3 ways HR analytics can boost employee experience programs and investments

  1. Employee segmentation

Whereas each organization might have an opinion or idea on what characterizes a good workplace, there is precious little scientific certainty around how to build great work environments, cultivate high-performing teams, maximize productivity, or enhance happiness. More importantly, what employees need to enhance their work-related experience may strongly depend on a variety of different factors, including the stage in their career, what kind of work they do, or what motivates them as a person.

Each employee is on a unique journey – and so are the factors that engage or disengage people as they experience their work through each critical phase in the employee lifecycle. Building an understanding of employees that allows for personalization therefore requires integrating and analyzing different types of data (across different touch points) and applying clustering techniques to identify groups of employees with similar needs/preferences or with different drivers of satisfaction across touch points.
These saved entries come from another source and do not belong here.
//! TUI color semantics, style constants, and decoration tables.
//!
//! Pure data, consumed by the rendering layer. The decoration tables are
//! fixed lookups indexed by slide position modulo table length: background
//! pair, two ornament tints, and the dot-grid color. Palette values mirror
//! the deck's original scheme.

use ratatui::style::{Color, Modifier, Style};

use crate::types::SlideLayout;

// ============================================================================
// PALETTE
// ============================================================================

const SLATE_900: Color = Color::Rgb(15, 23, 42);
const SLATE_800: Color = Color::Rgb(30, 41, 59);
const SLATE_500: Color = Color::Rgb(100, 116, 139);
const GRAY_900: Color = Color::Rgb(17, 24, 39);
const GRAY_500: Color = Color::Rgb(107, 114, 128);
const GRAY_300: Color = Color::Rgb(209, 213, 219);
const BLUE_900: Color = Color::Rgb(30, 58, 138);
const BLUE_800: Color = Color::Rgb(30, 64, 175);
const BLUE_600: Color = Color::Rgb(37, 99, 235);
const BLUE_500: Color = Color::Rgb(59, 130, 246);
const BLUE_400: Color = Color::Rgb(96, 165, 250);
const BLUE_300: Color = Color::Rgb(147, 197, 253);
const INDIGO_900: Color = Color::Rgb(49, 46, 129);
const INDIGO_800: Color = Color::Rgb(55, 48, 163);
const INDIGO_600: Color = Color::Rgb(79, 70, 229);
const INDIGO_500: Color = Color::Rgb(99, 102, 241);
const INDIGO_400: Color = Color::Rgb(129, 140, 248);
const INDIGO_300: Color = Color::Rgb(165, 180, 252);
const PURPLE_900: Color = Color::Rgb(88, 28, 135);
const PURPLE_800: Color = Color::Rgb(107, 33, 168);
const PURPLE_600: Color = Color::Rgb(147, 51, 234);
const PURPLE_500: Color = Color::Rgb(168, 85, 247);
const PURPLE_300: Color = Color::Rgb(216, 180, 254);
const VIOLET_900: Color = Color::Rgb(76, 29, 149);
const VIOLET_500: Color = Color::Rgb(139, 92, 246);
const GREEN_900: Color = Color::Rgb(20, 83, 45);
const GREEN_600: Color = Color::Rgb(22, 163, 74);
const GREEN_500: Color = Color::Rgb(34, 197, 94);
const GREEN_300: Color = Color::Rgb(134, 239, 172);

// ============================================================================
// SEMANTIC STYLES
// ============================================================================

/// Slide title.
pub const STYLE_TITLE: Style = Style::new().fg(Color::White).add_modifier(Modifier::BOLD);

/// Content heading, bold; the view adds the layout accent color.
pub const STYLE_HEADING: Style = Style::new().add_modifier(Modifier::BOLD);

/// De-emphasized metadata (image placeholders, position readout).
pub const STYLE_DIM: Style = Style::new().fg(Color::DarkGray);

/// Interactive element / keybinding hint.
pub const STYLE_INTERACTIVE: Style = Style::new().fg(Color::Cyan);

/// Link target shown in modals and link items.
pub const STYLE_URL: Style = Style::new()
    .fg(Color::Cyan)
    .add_modifier(Modifier::UNDERLINED);

/// Footer / help line.
pub const STYLE_HELP: Style = Style::new().fg(Color::DarkGray);

/// The clock readout.
pub const STYLE_CLOCK: Style = Style::new().fg(Color::Gray);

/// Indicator dot for the active slide.
pub const STYLE_DOT_ACTIVE: Style = Style::new().fg(Color::White).add_modifier(Modifier::BOLD);

/// Indicator dot for inactive slides.
pub const STYLE_DOT_INACTIVE: Style = Style::new().fg(Color::DarkGray);

/// Previous/next chevron buttons.
pub const STYLE_CHEVRON: Style = Style::new().fg(Color::White).add_modifier(Modifier::BOLD);

/// Border of the lab modal.
pub const STYLE_MODAL_BORDER: Style = Style::new().fg(PURPLE_500);

// ============================================================================
// DECORATION TABLES
// ============================================================================

/// Per-slide background pair: the frame's top half uses the first color,
/// the bottom half the second.
pub const BACKGROUNDS: [(Color, Color); 15] = [
    (SLATE_900, BLUE_900),
    (BLUE_900, INDIGO_900),
    (INDIGO_900, SLATE_900),
    (PURPLE_900, VIOLET_900),
    (SLATE_800, BLUE_800),
    (BLUE_800, INDIGO_800),
    (INDIGO_800, BLUE_900),
    (PURPLE_900, INDIGO_900),
    (INDIGO_900, PURPLE_800),
    (SLATE_900, GREEN_900),
    (GRAY_900, SLATE_800),
    (BLUE_900, INDIGO_800),
    (INDIGO_900, SLATE_900),
    (SLATE_900, GREEN_900),
    (PURPLE_900, BLUE_900),
];

/// Tint of the top-right corner ornament.
pub const DECOR_PRIMARY: [Color; 15] = [
    INDIGO_500,
    BLUE_500,
    BLUE_600,
    PURPLE_500,
    INDIGO_600,
    BLUE_500,
    BLUE_400,
    PURPLE_500,
    PURPLE_600,
    GREEN_500,
    GRAY_500,
    BLUE_500,
    INDIGO_500,
    GREEN_600,
    PURPLE_500,
];

/// Tint of the bottom-left corner ornament.
pub const DECOR_SECONDARY: [Color; 15] = [
    BLUE_500,
    INDIGO_600,
    INDIGO_500,
    VIOLET_500,
    BLUE_500,
    INDIGO_500,
    INDIGO_400,
    INDIGO_500,
    BLUE_500,
    BLUE_500,
    SLATE_500,
    INDIGO_600,
    BLUE_600,
    BLUE_500,
    BLUE_500,
];

/// Dot-grid color scattered behind the content.
pub const DOT_COLORS: [Color; 15] = [
    INDIGO_500,
    BLUE_500,
    INDIGO_600,
    VIOLET_500,
    INDIGO_500,
    BLUE_500,
    BLUE_400,
    PURPLE_500,
    VIOLET_500,
    GREEN_500,
    GRAY_500,
    BLUE_500,
    INDIGO_600,
    GREEN_500,
    PURPLE_500,
];

/// Background pair for the slide at `index`. Total for any index.
pub fn background(index: usize) -> (Color, Color) {
    BACKGROUNDS[index % BACKGROUNDS.len()]
}

/// Top-right ornament tint for the slide at `index`.
pub fn decor_primary(index: usize) -> Color {
    DECOR_PRIMARY[index % DECOR_PRIMARY.len()]
}

/// Bottom-left ornament tint for the slide at `index`.
pub fn decor_secondary(index: usize) -> Color {
    DECOR_SECONDARY[index % DECOR_SECONDARY.len()]
}

/// Dot-grid color for the slide at `index`.
pub fn dot_color(index: usize) -> Color {
    DOT_COLORS[index % DOT_COLORS.len()]
}

// ============================================================================
// LAYOUT ACCENTS
// ============================================================================

/// Accent color per rendering strategy, used for subtitles, headings, and
/// strong text.
pub fn accent(layout: SlideLayout) -> Color {
    match layout {
        SlideLayout::Introductory => BLUE_300,
        SlideLayout::AppIntroduction => INDIGO_300,
        SlideLayout::BasicConcepts => BLUE_300,
        SlideLayout::StructuredExplanation => BLUE_300,
        SlideLayout::ModernBold => BLUE_300,
        SlideLayout::CleanInformative => BLUE_300,
        SlideLayout::MultiAgentSystem => PURPLE_300,
        SlideLayout::InnovativeInterface => INDIGO_300,
        SlideLayout::CollaborativeSolutions => GREEN_300,
        SlideLayout::TechnicalIntegration => GRAY_300,
        SlideLayout::ExampleCase => BLUE_300,
        SlideLayout::FuturisticVision => PURPLE_300,
        SlideLayout::Plain => Color::White,
    }
}

// ============================================================================
// TESTS
// ============================================================================

#[cfg(test)]
mod tests {
    use super::*;

    #[test]
    fn tables_cover_the_builtin_deck() {
        assert_eq!(BACKGROUNDS.len(), 15);
        assert_eq!(DECOR_PRIMARY.len(), 15);
        assert_eq!(DECOR_SECONDARY.len(), 15);
        assert_eq!(DOT_COLORS.len(), 15);
    }

    #[test]
    fn lookups_wrap_modulo_table_length() {
        assert_eq!(background(15), background(0));
        assert_eq!(background(31), background(1));
        assert_eq!(decor_primary(17), decor_primary(2));
        assert_eq!(decor_secondary(29), decor_secondary(14));
        assert_eq!(dot_color(150), dot_color(0));
    }

    #[test]
    fn lookups_are_referentially_transparent() {
        for i in [0usize, 3, 7, 14, 99, usize::MAX / 2] {
            assert_eq!(background(i), background(i));
            assert_eq!(decor_primary(i), decor_primary(i));
            assert_eq!(decor_secondary(i), decor_secondary(i));
            assert_eq!(dot_color(i), dot_color(i));
        }
    }

    #[test]
    fn accents_follow_the_scheme() {
        assert_eq!(accent(SlideLayout::MultiAgentSystem), PURPLE_300);
        assert_eq!(accent(SlideLayout::CollaborativeSolutions), GREEN_300);
        assert_eq!(accent(SlideLayout::TechnicalIntegration), GRAY_300);
        assert_eq!(accent(SlideLayout::Plain), Color::White);
    }

    #[test]
    fn dot_styles_distinguish_active_from_inactive() {
        assert_eq!(STYLE_DOT_ACTIVE.fg, Some(Color::White));
        assert!(STYLE_DOT_ACTIVE.add_modifier.contains(Modifier::BOLD));
        assert_eq!(STYLE_DOT_INACTIVE.fg, Some(Color::DarkGray));
    }

    #[test]
    fn help_line_is_dimmed() {
        assert_eq!(STYLE_HELP.fg, Some(Color::DarkGray));
    }
}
2. Targeting and prioritizing investments

Organizations may want to prioritize or direct a greater level of investment to employee clusters that are more critical than others (e.g., because they perform exceptionally well or because they are scarce on the market or business-critical) in order to improve satisfaction, retention and boost productivity of people in those segments.

HR analytics can be used to determine the current and potential value of employees and determine who to target with which initiative, in which channel, and when. Similarly, it can help to proactively determine which employees are at risk of poor engagement or leaving the organization and what tactics are most likely to keep them engaged or want to stay. All these insights can be used to understand where and how to allocate resources more intelligently and maximize ROI.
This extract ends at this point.